The city of Decorah is proposing a 12-cent increase in the property tax rate for the upcoming fiscal year.
At its meeting Monday night, the Council scheduled a public hearing on the budget for 5:45 p.m. Monday, March 4. The proposed tax rate for fiscal 2020 is $14.20 per $1,000 of taxable value.
The increase is due to debt payments since most of the city’s other levies have dropped, according to City Manager Chad Bird, who prepared financial background notes for the Council’s budget workshop held prior to and after Monday night’s Council meeting.
Decorah has outstanding debt of $4.94 million, about 17 percent of the city’s legal debt limit.

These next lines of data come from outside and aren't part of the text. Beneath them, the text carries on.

//! The wholesale ETL pipeline.
//!
//! Loads the eight TPC-H source tables, maps nations to ISO3 country codes,
//! runs three analytical queries and builds the denormalized fact table.
//! All outputs of one run are committed to the table store together.
//!
//! ```no_run
//! use wholesale_pipeline::{Pipeline, PipelineConfig};
//!
//! let mut config = PipelineConfig::default();
//! config.input.dir = "data/tpch".into();
//! let report = Pipeline::new(config)?.run()?;
//! println!("{} fact rows", report.derived.last().map(|c| c.rows).unwrap_or(0));
//! # Ok::<(), wholesale_pipeline::PipelineError>(())
//! ```

pub mod config;
pub mod convert;
pub mod denorm;
pub mod error;
pub mod geo;
pub mod integrity;
pub mod queries;
pub mod run;

pub use config::{InputConfig, OutputConfig, PipelineConfig, QueryConfig, StoreConfig};
pub use convert::{arrow_schema, relation_to_batch, rows_to_batch, tabular_to_batch, Tabular};
pub use denorm::{
    denormalize, CustGeo, Denormalized, FactRow, Geo, JoinDrops, OrderLineitem, PartPartsupp,
    SuppGeo,
};
pub use error::{PipelineError, Result, Stage};
pub use geo::{enrich_nations, normalize_name, CountryCodes, GeoOutcome, NationMapped};
pub use integrity::{check_foreign_keys, OrphanCount};
pub use queries::{
    cheapest_suppliers_per_part, run_queries, top_active_customers, top_suppliers_by_balance,
    ActiveCustomer, CheapestSupplier, QueryKind, QueryResults, TopSupplier,
};
pub use run::{CheckReport, GeoSummary, Pipeline, QueryOutput, RunReport, StageCount};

For the upcoming fiscal year, the city added debt for library, water department and fire station repairs. That debt will retire in June of 2022. The city also has incurred debt for the 2014 Highway 9 water and sewer utility project, the Decorah Fire Department’s aerial ladder truck, interest on the new Gundersen hangar project at the Decorah Airport and the 2018 Highway 9 and 52 water and sewer project.
The city’s total debt levy for fiscal 2020 is $2.18 per $1,000 of taxable value, up from the current year’s $1.67 levy. The debt levy is part of the city’s overall $14.20 tax rate proposed for fiscal 2020.

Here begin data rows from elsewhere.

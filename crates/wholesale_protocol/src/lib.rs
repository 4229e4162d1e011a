//! Canonical types shared by every Wholesale crate.
//!
//! The loader, the table store and the pipeline all agree on:
//! - [`DataType`]: the semantic column types a declared schema may use
//! - [`TableRef`]: the (catalog, schema, table) address of a managed table

pub mod defaults;
pub mod naming;
pub mod paths;
pub mod types;

pub use naming::{is_safe_ident, safe_ident};
pub use types::{DataType, TableRef, TableRefError};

“Each year, the proposed budget is compiled with a desire to minimize the tax burden on residents and keep the city’s levy rate as low as possible while still funding the Council’s priorities,” Bird said.
Decorah’s taxable valuations have increased by 2 percent or $7,376,165, Bird reported.
“This compares with an increase in fiscal 2019 of 8.4 percent ($27,066,549) and 1.8 percent in fiscal 2018 ($5,695,992),” he said.

Offset
Bird said fund balances from the employee benefits fund have been utilized to help offset pressures on the city’s overall tax rate.
“However, as employee benefit demands continue to increase, use of fund balances to offset levies cannot continue indefinitely, as the benefit levy will most likely eventually bear the full cost of benefits, especially the police and fire fund,” Bird said.
The city manager commended staff members for working hard and recommending only increases that were prudent, such as equipment repairs and upgrades, safety-related equipment and costs beyond the city's control, such as utilities and fuel.

Water, sewer
Water and sewer funds have made “great strides” and will show improved balances at the end of fiscal 2020, pending any emergencies, Bird said.
Last April, the Council approved a 20 percent increase in water rates and a 12 percent increase in sewer rates to make up for negative balances.
“The Council’s efforts to address fund balance issues in previous years is starting to show results, do not let up now,” he advised the Council.
“It is sound business/fiscal practice that these enterprise funds provide the revenues necessary to maintain operations and to service their own debt and build reserve funds to handle emergency situations,” Bird said.
A 1.95 percent “cost of living adjustment” is recommended for both water and sewer rates in fiscal 2020.

Wages
The city uses the Midwest consumer price index (CPI) for staff wages. This year, the Midwest CPI is 1.95 percent and 1.95 percent raises are being budgeted for non-union and administrative salaries, plus any merit increases, Bird said.
The current union bargaining agreement adjusted union wage increases at 2.5 percent for fiscal 2019, the last year of the current bargaining agreement. Union bargaining is currently ongoing for the upcoming fiscal year, Bird said.
The city’s union employees include water, sewer, waste water treatment plant, street, police, fire and library personnel.